Dr. Biel explained the difference between “good stress” that is manageable and brief and “tolerable stress” that emerges from difficult situations, but can be buffered in children by capable adults. “Toxic stress,” on the other hand, is “chronic, unrelenting, and unbuffered by adults.” Toxic stress leaves the child’s ability to cope “overwhelmed.” He grounded his comments in the Adverse Childhood Experiences (ACEs) study undertaken by the Centers for Disease Control. The higher the number of adverse conditions an individual experienced during childhood, the higher the ACEs score, and the higher the ACEs score, the more dire the life outcomes. Consider a comparison of people with a zero ACEs score to people with an ACEs score of 4. Those with a 4 were:
- 2 times more likely to be smokers
- 12 times more likely to attempt suicide
- 7 times more likely to be alcoholic
- 10 times more likely to abuse intravenous drugs
And, if the ACEs score was 6, their lifespan was shortened by 20 years.
Dr. Biel was clear that he was not blaming the victims –children—or their parents, who may be in circumstances that create high ACEs scores, or who are dealing with the impact of toxic stress themselves. His message was that experiences in utero to age three are embedded biologically in children and affect them for the rest of their lives.

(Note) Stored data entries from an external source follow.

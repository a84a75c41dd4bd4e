//! ParallelExecutor - fan work items out to isolated sessions and fan in
//! their results
//!
//! Each item gets its own workspace and its own session. A semaphore bounds
//! how many run at once. Results come back in dispatch order, and every
//! result is appended to the result log before its workspace is destroyed.

use std::collections::{HashMap, HashSet};
use std::path::PathBuf;
use std::sync::Arc;
use std::time::Instant;

use chrono::{DateTime, Utc};
use checkpointstore::ResultLog;
use futures::future::join_all;
use serde::{Deserialize, Serialize};
use tokio::sync::Semaphore;
use tokio_util::sync::CancellationToken;
use tracing::{debug, error, info, warn};

use crate::r#loop::{RunOutcome, RunStatus};
use crate::session::{SessionController, SessionSpec, TimeoutPolicy};
use crate::workspace::{WorkspaceConfig, WorkspaceProvisioner};

/// One unit of work
#[derive(Debug, Clone, PartialEq, Serialize, Deserialize)]
pub struct WorkItem {
    /// Also the session id and workspace name
    pub id: String,
    pub task: String,

    /// Selects a backend timeout from `timeouts.per-task-type`
    #[serde(rename = "task-type", default)]
    pub task_type: Option<String>,

    /// Git ref the workspace starts from
    #[serde(rename = "base-ref", default)]
    pub base_ref: Option<String>,

    #[serde(rename = "timeout-ms", default)]
    pub timeout_ms: Option<u64>,

    #[serde(rename = "max-iterations", default)]
    pub max_iterations: Option<u32>,
}

impl WorkItem {
    pub fn new(id: impl Into<String>, task: impl Into<String>) -> Self {
        Self {
            id: id.into(),
            task: task.into(),
            task_type: None,
            base_ref: None,
            timeout_ms: None,
            max_iterations: None,
        }
    }

    pub fn with_task_type(mut self, task_type: impl Into<String>) -> Self {
        self.task_type = Some(task_type.into());
        self
    }
}

/// Terminal result of one work item, as recorded in the result log
#[derive(Debug, Clone, PartialEq, Serialize, Deserialize)]
pub struct WorkResult {
    pub id: String,
    pub outcome: RunOutcome,
    pub workspace: Option<PathBuf>,
    pub duration_ms: u64,
    pub recorded_at: DateTime<Utc>,
}

impl WorkResult {
    fn new(id: &str, outcome: RunOutcome, workspace: Option<PathBuf>, started: Instant) -> Self {
        Self {
            id: id.to_string(),
            outcome,
            workspace,
            duration_ms: started.elapsed().as_millis() as u64,
            recorded_at: Utc::now(),
        }
    }

    fn failed(id: &str, message: String, workspace: Option<PathBuf>, started: Instant) -> Self {
        Self::new(id, RunOutcome::new(RunStatus::Failed, 0, message), workspace, started)
    }

    pub fn status(&self) -> RunStatus {
        self.outcome.status
    }
}

/// The `parallel` config section
#[derive(Debug, Clone, PartialEq, Serialize, Deserialize)]
#[serde(default)]
pub struct ParallelConfig {
    #[serde(rename = "max-concurrency")]
    pub max_concurrency: usize,

    /// Reuse recorded results instead of re-running finished items
    #[serde(rename = "resume-completed")]
    pub resume_completed: bool,

    pub workspace: WorkspaceConfig,
}

impl Default for ParallelConfig {
    fn default() -> Self {
        Self {
            max_concurrency: 4,
            resume_completed: false,
            workspace: WorkspaceConfig::default(),
        }
    }
}

/// Runs many work items, each in its own workspace and session
#[derive(Clone)]
pub struct ParallelExecutor {
    sessions: SessionController,
    provisioner: Arc<dyn WorkspaceProvisioner>,
    timeouts: TimeoutPolicy,
    config: ParallelConfig,
    results: Option<ResultLog>,
    stop: CancellationToken,
}

impl ParallelExecutor {
    pub fn new(sessions: SessionController, provisioner: Arc<dyn WorkspaceProvisioner>, config: ParallelConfig) -> Self {
        debug!(max_concurrency = config.max_concurrency, "ParallelExecutor::new: called");
        Self {
            sessions,
            provisioner,
            timeouts: TimeoutPolicy::default(),
            config,
            results: None,
            stop: CancellationToken::new(),
        }
    }

    pub fn with_timeouts(mut self, timeouts: TimeoutPolicy) -> Self {
        self.timeouts = timeouts;
        self
    }

    /// Record every terminal result in `results`
    pub fn with_results(mut self, results: ResultLog) -> Self {
        self.results = Some(results);
        self
    }

    /// Cancelling this token cancels every running and queued item
    pub fn stop_token(&self) -> CancellationToken {
        self.stop.clone()
    }

    /// Run every item and return one result per item, in dispatch order
    pub async fn run_all(&self, items: Vec<WorkItem>) -> Vec<WorkResult> {
        let max_concurrency = self.config.max_concurrency.max(1);
        info!(item_count = items.len(), max_concurrency, "Dispatching work items");

        let mut recorded = self.recorded_results();
        let mut seen = HashSet::new();
        let semaphore = Arc::new(Semaphore::new(max_concurrency));

        let tasks = items.into_iter().map(|item| {
            let id = item.id.clone();
            // ids name workspaces and checkpoints, so a repeat would share both
            if !seen.insert(id.clone()) {
                warn!(id = %id, "Duplicate work item id, not running it");
                let result = WorkResult::failed(&id, format!("Duplicate work item id: {}", id), None, Instant::now());
                return (id, Dispatch::Ready(result));
            }
            if let Some(previous) = recorded.remove(&id) {
                info!(id = %id, status = %previous.status(), "Reusing recorded result");
                return (id, Dispatch::Ready(previous));
            }
            let executor = self.clone();
            let semaphore = Arc::clone(&semaphore);
            let handle = tokio::spawn(async move {
                let started = Instant::now();
                let Ok(_permit) = semaphore.acquire_owned().await else {
                    return WorkResult::failed(&item.id, "Concurrency limiter closed".to_string(), None, started);
                };
                executor.run_item(item, started).await
            });
            (id, Dispatch::Spawned(handle))
        });
        let tasks: Vec<(String, Dispatch)> = tasks.collect();

        let results = join_all(tasks.into_iter().map(|(id, dispatch)| async move {
            match dispatch {
                Dispatch::Ready(result) => result,
                Dispatch::Spawned(handle) => match handle.await {
                    Ok(result) => result,
                    Err(e) => {
                        error!(id = %id, error = %e, "Work item task failed");
                        WorkResult::failed(&id, format!("Work item task failed: {}", e), None, Instant::now())
                    }
                },
            }
        }))
        .await;

        let done = results.iter().filter(|r| r.status() == RunStatus::Done).count();
        info!(total = results.len(), done, "All work items finished");
        results
    }

    /// Recorded results eligible for reuse, latest per id
    fn recorded_results(&self) -> HashMap<String, WorkResult> {
        if !self.config.resume_completed {
            return HashMap::new();
        }
        let Some(log) = &self.results else {
            return HashMap::new();
        };
        match log.read_all::<WorkResult>() {
            Ok(records) => {
                let mut latest: HashMap<String, WorkResult> =
                    records.into_iter().map(|r| (r.id.clone(), r)).collect();
                // cancelled items run again
                latest.retain(|_, r| r.status() != RunStatus::Cancelled);
                latest
            }
            Err(e) => {
                warn!(error = %e, "Failed to read result log, running everything");
                HashMap::new()
            }
        }
    }

    async fn run_item(&self, item: WorkItem, started: Instant) -> WorkResult {
        debug!(id = %item.id, "ParallelExecutor::run_item: called");
        if self.stop.is_cancelled() {
            let outcome = RunOutcome::new(RunStatus::Cancelled, 0, "Cancelled before start");
            return self.record(WorkResult::new(&item.id, outcome, None, started));
        }

        let workspace = match self.provisioner.create(&item.id, item.base_ref.as_deref()).await {
            Ok(path) => path,
            Err(e) => {
                warn!(id = %item.id, error = %e, "Failed to provision workspace");
                let result = WorkResult::failed(&item.id, format!("Failed to provision workspace: {}", e), None, started);
                return self.record(result);
            }
        };

        let timeout = self
            .timeouts
            .backend_timeout(item.task_type.as_deref(), item.timeout_ms);
        let mut spec = SessionSpec::new(&item.id, &item.task, &workspace)
            .with_backend_timeout(timeout)
            .with_resume_completed(self.config.resume_completed);
        if let Some(max_iterations) = item.max_iterations {
            spec = spec.with_max_iterations(max_iterations);
        }

        let result = match self.sessions.start(spec) {
            Ok(handle) => {
                let outcome = handle.wait_or_cancel(&self.stop).await;
                WorkResult::new(&item.id, outcome, Some(workspace.clone()), started)
            }
            Err(e) => WorkResult::failed(
                &item.id,
                format!("Failed to start session: {:#}", e),
                Some(workspace.clone()),
                started,
            ),
        };
        info!(id = %item.id, status = %result.status(), iterations = result.outcome.iterations, "Work item finished");

        let recorded = self.try_record(&result);
        if recorded {
            if let Err(e) = self.provisioner.destroy(&workspace).await {
                warn!(id = %item.id, error = %e, "Failed to clean up workspace");
            }
        } else {
            warn!(id = %item.id, workspace = %workspace.display(), "Result not recorded, keeping workspace");
        }
        result
    }

    fn record(&self, result: WorkResult) -> WorkResult {
        self.try_record(&result);
        result
    }

    /// Append to the result log; true when there is no log to write
    fn try_record(&self, result: &WorkResult) -> bool {
        let Some(log) = &self.results else {
            return true;
        };
        match log.append(result) {
            Ok(()) => true,
            Err(e) => {
                error!(id = %result.id, error = %e, "Failed to record result");
                false
            }
        }
    }
}

enum Dispatch {
    /// Settled without running: reused from the result log or rejected
    Ready(WorkResult),
    Spawned(tokio::task::JoinHandle<WorkResult>),
}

He outlined two levels of intervention:
- Introduce effective interventions that will buffer the effects of toxic stress through promoting healthy relationships; and,
- Pursue public policies that reduce the occurrence of toxic stress by addressing:
- Housing instability
- Food insecurity
- Neighborhood safety
- Untreated mental illness
- Lack of access to social capital
- Over incarceration
- Systemic racism and discrimination
If Dr. Biel was any indication of what we have to look forward to, this year’s series will provide important guidance as funders work to improve educational outcomes in our region.